• [TASK PROMPT]: Some entries follow. Reproduce exactly the lines starting at the one with "Ord, Serialize, Deserialize)]" and stopping after the one with "impl ::sqlx::Type<::sqlx::Postgres> for".

[Stored data entries]
+ + + +
//! String-backed reference types for orders, products and carriers.
//!
//! Order identifiers arrive as free text from uploaded sheets and are a
//! grouping key, not a unique key: the same `OrderRef` appears once per
//! line item and once per upload snapshot.

use core::fmt;

use serde::{Deserialize, Serialize};

use crate::Email;

macro_rules! string_ref {
    ($(#[$doc:meta])* $name:ident) => {
        $(#[$doc])*
        #[derive(Debug, Clone, PartialEq, Eq, Hash, PartialOrd, Ord, Serialize, Deserialize)]
        #[serde(transparent)]
        pub struct $name(String);

        impl $name {
            /// Wrap a raw value, trimming surrounding whitespace.
            #[must_use]
            pub fn new(raw: impl Into<String>) -> Self {
                let raw: String = raw.into();
                Self(raw.trim().to_owned())
            }

            /// Returns the value as a string slice.
            #[must_use]
            pub fn as_str(&self) -> &str {
                &self.0
            }
        }

        impl fmt::Display for $name {
            fn fmt(&self, f: &mut fmt::Formatter<'_>) -> fmt::Result {
                write!(f, "{}", self.0)
            }
        }

        impl From<&str> for $name {
            fn from(s: &str) -> Self {
                Self::new(s)
            }
        }

        impl AsRef<str> for $name {
            fn as_ref(&self) -> &str {
                &self.0
            }
        }

        #[cfg(feature = "postgres")]
        impl ::sqlx::Type<::sqlx::Postgres> for $name {
            fn type_info() -> ::sqlx::postgres::PgTypeInfo {
                <String as ::sqlx::Type<::sqlx::Postgres>>::type_info()
            }

            fn compatible(ty: &::sqlx::postgres::PgTypeInfo) -> bool {
                <String as ::sqlx::Type<::sqlx::Postgres>>::compatible(ty)
            }
        }

        #[cfg(feature = "postgres")]
        impl<'r> ::sqlx::Decode<'r, ::sqlx::Postgres> for $name {
            fn decode(
                value: ::sqlx::postgres::PgValueRef<'r>,
            ) -> Result<Self, ::sqlx::error::BoxDynError> {
                let s = <String as ::sqlx::Decode<::sqlx::Postgres>>::decode(value)?;
                Ok(Self(s))
            }
        }

        #[cfg(feature = "postgres")]
        impl ::sqlx::Encode<'_, ::sqlx::Postgres> for $name {
            fn encode_by_ref(
                &self,
                buf: &mut ::sqlx::postgres::PgArgumentBuffer,
            ) -> Result<::sqlx::encode::IsNull, ::sqlx::error::BoxDynError> {
                <String as ::sqlx::Encode<::sqlx::Postgres>>::encode_by_ref(&self.0, buf)
            }
        }
    };
}

string_ref! {
    /// Order identifier as it appears in the uploaded sheet.
    OrderRef
}

string_ref! {
    /// Tracking / waybill number assigned by the carrier.
    Waybill
}

string_ref! {
    /// Deterministic product identity, derived from the owning
    /// dropshipper's email and the product's display name.
    ProductUid
}

impl ProductUid {
    /// Derive the product identity for a (dropshipper, product name) pair.
    ///
    /// The derivation is deterministic so repeated uploads of the same
    /// sheet map to the same identity: lowercase both parts, collapse any
    /// run of non-alphanumeric characters in the name to a single hyphen,
    /// and join with `"::"`.
    #[must_use]
    pub fn derive(dropshipper: &Email, product_name: &str) -> Self {
        let mut slug = String::with_capacity(product_name.len());
        let mut pending_sep = false;
        for c in product_name.trim().chars() {
            if c.is_alphanumeric() {
                if pending_sep && !slug.is_empty() {
                    slug.push('-');
                }
                pending_sep = false;
                slug.extend(c.to_lowercase());
            } else {
                pending_sep = true;
            }
        }
        Self(format!("{}::{slug}", dropshipper.normalized()))
    }
}

string_ref! {
    /// Carrier / courier identity as reported in the sheet.
    Carrier
}

impl Carrier {
    /// Lowercased form used for rate lookups and default-rate matching.
    #[must_use]
    pub fn normalized(&self) -> String {
        self.0.to_lowercase()
    }
}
+ + + +
• [RESULT]:
        #[derive(Debug, Clone, PartialEq, Eq, Hash, PartialOrd, Ord, Serialize, Deserialize)]
        #[serde(transparent)]
        pub struct $name(String);

        impl $name {
            /// Wrap a raw value, trimming surrounding whitespace.
            #[must_use]
            pub fn new(raw: impl Into<String>) -> Self {
                let raw: String = raw.into();
                Self(raw.trim().to_owned())
            }

            /// Returns the value as a string slice.
            #[must_use]
            pub fn as_str(&self) -> &str {
                &self.0
            }
        }

        impl fmt::Display for $name {
            fn fmt(&self, f: &mut fmt::Formatter<'_>) -> fmt::Result {
                write!(f, "{}", self.0)
            }
        }

        impl From<&str> for $name {
            fn from(s: &str) -> Self {
                Self::new(s)
            }
        }

        impl AsRef<str> for $name {
            fn as_ref(&self) -> &str {
                &self.0
            }
        }

        #[cfg(feature = "postgres")]
        impl ::sqlx::Type<::sqlx::Postgres> for $name {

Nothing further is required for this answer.